If the trust is to purchase the home, courts and trustees generally will not approve more than 20 percent of trust assets to be used for this purpose. Operating expenses of the home must be considered as well as the personal injury victim’s other needs for the rest of his or her lifetime. If the trust purchases a home to be occupied by other family members, the other family members should be able to pay a pro rata share of these operating expenses and are often unable or unwilling to do so. Some trustees will refuse to serve, if the trust owns a home.
- Modifications to the Home. In many instances the family owns a home, but it is no longer suitable because of the injuries sustained by the personal injury victim. Modifications can be made to the existing home to accommodate the individual with disabilities. These modifications often include installation of handicap ramps, altering the bathrooms to make them handicap accessible, installation of chair lifts or elevators, or adding an addition to the first floor for sleeping accommodations for the family member with disabilities. Courts usually will readily approve these modifications. Some families want to go further and install swimming pools, cabanas, and other amenities. In some cases, these are perfectly justified; in others, they are really more for the benefit of other family members and must be carefully scrutinized.
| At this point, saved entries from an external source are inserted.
//! Global variables.

use crate::error::SetupError;
use crate::store::{AsContext, AsContextMut, GlobalIdx, Stored};
use crate::value::{Value, ValueType};

/// Whether a [`Global`] accepts `global.set`.
#[derive(Debug, Copy, Clone, PartialEq, Eq)]
pub enum Mutability {
    /// The global's value is fixed after initialization.
    Const,
    /// The global's value can be updated with `global.set`.
    Var,
}

/// The in-`Store` global entity.
#[derive(Debug)]
pub struct GlobalEntity {
    value: Value,
    mutability: Mutability,
}

impl GlobalEntity {
    pub(crate) fn new(init_value: Value, mutability: Mutability) -> Self {
        Self {
            value: init_value,
            mutability,
        }
    }

    /// The global's current value.
    pub fn get(&self) -> Value {
        self.value
    }

    /// The global's declared value type.
    pub fn value_type(&self) -> ValueType {
        self.value.value_type()
    }

    /// The global's mutability.
    pub fn mutability(&self) -> Mutability {
        self.mutability
    }

    /// Updates the global's value.
    ///
    /// Fails if the global is immutable or if `new_value`'s type does not
    /// match the global's declared type.
    pub fn set(&mut self, new_value: Value) -> Result<(), SetupError> {
        if self.mutability == Mutability::Const {
            return Err(SetupError::GlobalIndexOutOfBounds);
        }
        if new_value.value_type() != self.value_type() {
            return Err(SetupError::ParamTypeMismatch {
                index: 0,
                expected: self.value_type(),
                found: new_value.value_type(),
            });
        }
        self.value = new_value;
        Ok(())
    }
}

/// A handle to a [`GlobalEntity`] allocated in a [`Store`](crate::Store).
#[derive(Debug, Copy, Clone, PartialEq, Eq)]
pub struct Global {
    inner: Stored<GlobalIdx>,
}

impl Global {
    pub(crate) fn from_inner(inner: Stored<GlobalIdx>) -> Self {
        Self { inner }
    }

    pub(crate) fn into_inner(self) -> Stored<GlobalIdx> {
        self.inner
    }

    /// Allocates a new global in `store`.
    pub fn new(mut ctx: impl AsContextMut, init_value: Value, mutability: Mutability) -> Self {
        ctx.as_context_mut()
            .store
            .alloc_global(GlobalEntity::new(init_value, mutability))
    }

    /// Returns the global's current value.
    pub fn get(&self, ctx: impl AsContext) -> Value {
        ctx.as_context()
            .store
            .resolve_global(*self)
            .expect("global handle out of bounds")
            .get()
    }

    /// Returns the global's declared value type.
    pub fn value_type(&self, ctx: impl AsContext) -> ValueType {
        ctx.as_context()
            .store
            .resolve_global(*self)
            .expect("global handle out of bounds")
            .value_type()
    }

    /// Updates the global's current value.
    pub fn set(&self, mut ctx: impl AsContextMut, new_value: Value) -> Result<(), SetupError> {
        ctx.as_context_mut()
            .store
            .resolve_global_mut(*self)
            .expect("global handle out of bounds")
            .set(new_value)
    }
}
The question then becomes, “can trust money be used to modify a home not owned by the trust?” Where an SNT is involved, many State Medicaid Agencies require that the homeowner grant the trust a lien on the value of the home before and after improvements.
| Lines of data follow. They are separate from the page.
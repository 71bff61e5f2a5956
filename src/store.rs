//! The [`Store`]: the process-level registry of runtime objects shared
//! between module instances.

use core::fmt;
use std::collections::BTreeMap;
use std::sync::atomic::{AtomicUsize, Ordering};

use crate::arena::{Arena, ArenaIndex};
use crate::error::SetupError;
use crate::func::{Func, FuncEntity, HostFunc};
use crate::global::{Global, GlobalEntity};
use crate::instance::{Instance, InstanceEntity};
use crate::memory::{Memory, MemoryEntity};
use crate::table::{Table, TableEntity};
use crate::Engine;

/// A unique store index, used to reject handles that originated from a
/// different [`Store`].
#[derive(Debug, Copy, Clone, PartialEq, Eq)]
pub struct StoreIdx(usize);

fn next_store_index() -> StoreIdx {
    static CURRENT_STORE_IDX: AtomicUsize = AtomicUsize::new(0);
    StoreIdx(CURRENT_STORE_IDX.fetch_add(1, Ordering::AcqRel))
}

/// An opaque handle: a store-tagged arena index.
///
/// # Note
///
/// Tagging every handle with the index of the store that minted it turns an
/// accidental cross-store handle use into an immediate panic rather than a
/// silently wrong lookup.
#[derive(Debug, Copy, Clone, PartialEq, Eq)]
pub struct Stored<Idx> {
    store_idx: StoreIdx,
    entity_idx: Idx,
}

impl<Idx> Stored<Idx> {
    pub(crate) fn new(store_idx: StoreIdx, entity_idx: Idx) -> Self {
        Self {
            store_idx,
            entity_idx,
        }
    }

    pub(crate) fn store_index(&self) -> StoreIdx {
        self.store_idx
    }

    pub(crate) fn entity_index(&self) -> &Idx {
        &self.entity_idx
    }
}

macro_rules! define_index {
    ($name:ident) => {
        #[derive(Debug, Copy, Clone, PartialEq, Eq, PartialOrd, Ord)]
        pub(crate) struct $name(usize);

        impl ArenaIndex for $name {
            fn into_usize(self) -> usize {
                self.0
            }

            fn from_usize(value: usize) -> Self {
                Self(value)
            }
        }
    };
}

define_index!(FuncIdx);
define_index!(MemoryIdx);
define_index!(TableIdx);
define_index!(GlobalIdx);
define_index!(InstanceIdx);

/// Owns every runtime object reachable from any [`Instance`] built against
/// it: functions, memories, tables, globals, and the instances themselves.
///
/// `T` is arbitrary user-provided state, reachable from host functions via
/// [`Caller::state`](crate::Caller::state).
#[derive(Debug)]
pub struct Store<T> {
    idx: StoreIdx,
    funcs: Arena<FuncIdx, FuncEntity<T>>,
    memories: Arena<MemoryIdx, MemoryEntity>,
    tables: Arena<TableIdx, TableEntity>,
    globals: Arena<GlobalIdx, GlobalEntity>,
    instances: Arena<InstanceIdx, InstanceEntity>,
    host_imports: BTreeMap<(String, String), Func>,
    engine: Engine,
    user_state: T,
}

impl<T> Store<T> {
    /// Creates a new, empty store bound to `engine`, owning `user_state`.
    pub fn new(engine: &Engine, user_state: T) -> Self {
        Self {
            idx: next_store_index(),
            funcs: Arena::new(),
            memories: Arena::new(),
            tables: Arena::new(),
            globals: Arena::new(),
            instances: Arena::new(),
            host_imports: BTreeMap::new(),
            engine: engine.clone(),
            user_state,
        }
    }

    /// Registers a host function under `(module_name, name)`, making it
    /// resolvable by [`Store::import`] during instance construction.
    pub fn add_host_function(
        &mut self,
        module_name: impl Into<String>,
        name: impl Into<String>,
        host_func: HostFunc<T>,
    ) -> Func {
        let func = self.alloc_func(FuncEntity::new_host(host_func));
        self.host_imports.insert((module_name.into(), name.into()), func);
        func
    }

    /// Resolves a previously registered host import by `(module_name, name)`.
    pub fn import(&self, module_name: &str, name: &str) -> Result<Func, SetupError> {
        self.host_imports
            .get(&(module_name.to_owned(), name.to_owned()))
            .copied()
            .ok_or_else(|| SetupError::ImportNotFound {
                module_name: module_name.to_owned(),
                name: name.to_owned(),
            })
    }

    /// Returns the [`Engine`] this store is bound to.
    pub fn engine(&self) -> &Engine {
        &self.engine
    }

    /// Returns a shared reference to the user state.
    pub fn state(&self) -> &T {
        &self.user_state
    }

    /// Returns an exclusive reference to the user state.
    pub fn state_mut(&mut self) -> &mut T {
        &mut self.user_state
    }

    fn unwrap_index<Idx>(&self, stored: Stored<Idx>) -> Idx
    where
        Idx: fmt::Debug,
    {
        assert_eq!(
            self.idx,
            stored.store_index(),
            "tried to access entity {:?} of a foreign store",
            stored.entity_index(),
        );
        stored.entity_idx
    }

    pub(crate) fn alloc_func(&mut self, entity: FuncEntity<T>) -> Func {
        Func::from_inner(Stored::new(self.idx, self.funcs.alloc(entity)))
    }

    pub(crate) fn alloc_memory(&mut self, entity: MemoryEntity) -> Memory {
        Memory::from_inner(Stored::new(self.idx, self.memories.alloc(entity)))
    }

    pub(crate) fn alloc_table(&mut self, entity: TableEntity) -> Table {
        Table::from_inner(Stored::new(self.idx, self.tables.alloc(entity)))
    }

    pub(crate) fn alloc_global(&mut self, entity: GlobalEntity) -> Global {
        Global::from_inner(Stored::new(self.idx, self.globals.alloc(entity)))
    }

    pub(crate) fn alloc_instance(&mut self, entity: InstanceEntity) -> Instance {
        Instance::from_inner(Stored::new(self.idx, self.instances.alloc(entity)))
    }

    pub(crate) fn resolve_func(&self, func: Func) -> Result<&FuncEntity<T>, SetupError> {
        let idx = self.unwrap_index(func.into_inner());
        self.funcs.get(idx).ok_or(SetupError::FunctionIndexOutOfBounds)
    }

    pub(crate) fn resolve_memory(&self, memory: Memory) -> Result<&MemoryEntity, SetupError> {
        let idx = self.unwrap_index(memory.into_inner());
        self.memories.get(idx).ok_or(SetupError::MemoryIndexOutOfBounds)
    }

    pub(crate) fn resolve_memory_mut(&mut self, memory: Memory) -> Result<&mut MemoryEntity, SetupError> {
        let idx = self.unwrap_index(memory.into_inner());
        self.memories.get_mut(idx).ok_or(SetupError::MemoryIndexOutOfBounds)
    }

    pub(crate) fn resolve_table(&self, table: Table) -> Result<&TableEntity, SetupError> {
        let idx = self.unwrap_index(table.into_inner());
        self.tables.get(idx).ok_or(SetupError::TableIndexOutOfBounds)
    }

    pub(crate) fn resolve_table_mut(&mut self, table: Table) -> Result<&mut TableEntity, SetupError> {
        let idx = self.unwrap_index(table.into_inner());
        self.tables.get_mut(idx).ok_or(SetupError::TableIndexOutOfBounds)
    }

    pub(crate) fn resolve_global(&self, global: Global) -> Result<&GlobalEntity, SetupError> {
        let idx = self.unwrap_index(global.into_inner());
        self.globals.get(idx).ok_or(SetupError::GlobalIndexOutOfBounds)
    }

    pub(crate) fn resolve_global_mut(&mut self, global: Global) -> Result<&mut GlobalEntity, SetupError> {
        let idx = self.unwrap_index(global.into_inner());
        self.globals.get_mut(idx).ok_or(SetupError::GlobalIndexOutOfBounds)
    }

    pub(crate) fn resolve_instance(&self, instance: Instance) -> &InstanceEntity {
        let idx = self.unwrap_index(instance.into_inner());
        self.instances
            .get(idx)
            .unwrap_or_else(|| panic!("failed to resolve stored instance: {idx:?}"))
    }

    pub(crate) fn resolve_instance_mut(&mut self, instance: Instance) -> &mut InstanceEntity {
        let idx = self.unwrap_index(instance.into_inner());
        self.instances
            .get_mut(idx)
            .unwrap_or_else(|| panic!("failed to resolve stored instance: {idx:?}"))
    }
}

/// Grants shared access to a [`Store`] through a borrow of `Self`.
pub trait AsContext {
    /// The user state carried by the underlying [`Store`].
    type UserState;

    /// Returns a temporary shared view of the store.
    fn as_context(&self) -> StoreContext<'_, Self::UserState>;
}

/// Grants exclusive access to a [`Store`] through a borrow of `Self`.
pub trait AsContextMut: AsContext {
    /// Returns a temporary exclusive view of the store.
    fn as_context_mut(&mut self) -> StoreContextMut<'_, Self::UserState>;
}

/// A temporary shared handle to a `&Store<T>`.
#[derive(Debug)]
pub struct StoreContext<'a, T> {
    pub(crate) store: &'a Store<T>,
}

/// A temporary exclusive handle to a `&mut Store<T>`.
#[derive(Debug)]
pub struct StoreContextMut<'a, T> {
    pub(crate) store: &'a mut Store<T>,
}

impl<C> AsContext for &'_ C
where
    C: AsContext,
{
    type UserState = C::UserState;

    fn as_context(&self) -> StoreContext<'_, C::UserState> {
        C::as_context(self)
    }
}

impl<C> AsContext for &'_ mut C
where
    C: AsContext,
{
    type UserState = C::UserState;

    fn as_context(&self) -> StoreContext<'_, C::UserState> {
        C::as_context(self)
    }
}

impl<C> AsContextMut for &'_ mut C
where
    C: AsContextMut,
{
    fn as_context_mut(&mut self) -> StoreContextMut<'_, C::UserState> {
        C::as_context_mut(self)
    }
}

impl<T> AsContext for Store<T> {
    type UserState = T;

    fn as_context(&self) -> StoreContext<'_, T> {
        StoreContext { store: self }
    }
}

impl<T> AsContextMut for Store<T> {
    fn as_context_mut(&mut self) -> StoreContextMut<'_, T> {
        StoreContextMut { store: self }
    }
}

impl<'a, T> AsContext for StoreContext<'a, T> {
    type UserState = T;

    fn as_context(&self) -> StoreContext<'_, T> {
        StoreContext { store: self.store }
    }
}

impl<'a, T> AsContext for StoreContextMut<'a, T> {
    type UserState = T;

    fn as_context(&self) -> StoreContext<'_, T> {
        StoreContext { store: self.store }
    }
}

impl<'a, T> AsContextMut for StoreContextMut<'a, T> {
    fn as_context_mut(&mut self) -> StoreContextMut<'_, T> {
        StoreContextMut { store: self.store }
    }
}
- Either an SNT or an SPT can purchase a vehicle. Most trustees do not want to own the vehicle but are willing to expend money to purchase the vehicle to be titled in the name of the person with disabilities, if appropriate, or in the name of another family member. The trustee then takes back a lien on the vehicle. Many family members want to purchase luxury vehicles that are unnecessary. Good trustees will resist this effort and agree only to purchase an average-priced vehicle. The same is true of a handicap van. Courts and State Medicaid Agencies are willing to approve purchase of a handicap van with appropriate equipment but are reluctant to approve unnecessary luxury features.
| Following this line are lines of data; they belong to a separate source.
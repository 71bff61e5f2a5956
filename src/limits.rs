//! Runtime-configurable interpreter limits.

/// Default capacity (in cells) of the operand stack.
pub const DEFAULT_OPERAND_STACK_SIZE: usize = 64 * 1024;
/// Default capacity (in entries) of the frame (call) stack.
pub const DEFAULT_FRAME_STACK_SIZE: usize = 64 * 1024;
/// Default capacity (in entries) of the label stack.
pub const DEFAULT_LABEL_STACK_SIZE: usize = 64 * 1024;

/// Configuration knobs recognized by the [`Engine`](crate::Engine).
///
/// # Note
///
/// The three stacks are independently sized. The source material this crate
/// is grounded on conflated the frame-stack and label-stack capacities
/// (reusing one limit to size both arrays); that was a copy-paste bug and is
/// not reproduced here — `frame_stack_size` and `label_stack_size` are
/// distinct fields.
#[derive(Debug, Copy, Clone, PartialEq, Eq)]
pub struct Config {
    operand_stack_size: usize,
    frame_stack_size: usize,
    label_stack_size: usize,
}

impl Default for Config {
    fn default() -> Self {
        Self {
            operand_stack_size: DEFAULT_OPERAND_STACK_SIZE,
            frame_stack_size: DEFAULT_FRAME_STACK_SIZE,
            label_stack_size: DEFAULT_LABEL_STACK_SIZE,
        }
    }
}

impl Config {
    /// Creates a new [`Config`] using the default limits.
    pub fn new() -> Self {
        Self::default()
    }

    /// Sets the capacity, in cells, of the operand stack.
    pub fn with_operand_stack_size(mut self, size: usize) -> Self {
        self.operand_stack_size = size;
        self
    }

    /// Sets the capacity, in entries, of the frame stack.
    pub fn with_frame_stack_size(mut self, size: usize) -> Self {
        self.frame_stack_size = size;
        self
    }

    /// Sets the capacity, in entries, of the label stack.
    pub fn with_label_stack_size(mut self, size: usize) -> Self {
        self.label_stack_size = size;
        self
    }

    /// Returns the configured operand stack capacity.
    pub fn operand_stack_size(&self) -> usize {
        self.operand_stack_size
    }

    /// Returns the configured frame stack capacity.
    pub fn frame_stack_size(&self) -> usize {
        self.frame_stack_size
    }

    /// Returns the configured label stack capacity.
    pub fn label_stack_size(&self) -> usize {
        self.label_stack_size
    }
}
- Parents as Caregivers. Parents often want to or are forced to quit their jobs and have the trust pay them as a caregiver. Trustees, SSA, and most State Medicaid Agencies have no objection to this, so long as compensation is reasonable. However, many families want excessive compensation—often in excess of $100,000-$150,000 per year. Parents have an obligation to support their children, however, and distributions from SNTs and SPTs cannot be used to satisfy that obligation of support. Each state has guidelines on how to calculate the legal obligation of support. In general, these guidelines should be followed. Both courts and State Medicaid Agencies recognize that where a child with disabilities is involved, the parents’ actual obligation of support exceeds the normal obligation of support, and both courts and State Medicaid Agencies will approve trust distributions for these extra support obligations. However, SSA has said an SNT “cannot pay mom to be mom.” Parents can be paid only for the extraordinary care that they provide.
- Divorced or Separated Families. Where there are divorced or separated families, the administration of a trust becomes more complex. Courts are very reluctant to authorize expenditures from trusts to provide items for the convenience of the parents. For example, it would be very unlikely that a court will approve the purchase of more than one handicap van. Parents are expected to share the van. The same would be true of wheelchairs and other medical equipment. While there may be some inconvenience caused to the parents, the trust is for the benefit of the child and not the parents. The obligation of the courts and the trustees is to provide for all of the beneficiary’s needs over the beneficiary’s lifetime. Duplication of equipment is viewed as wasteful.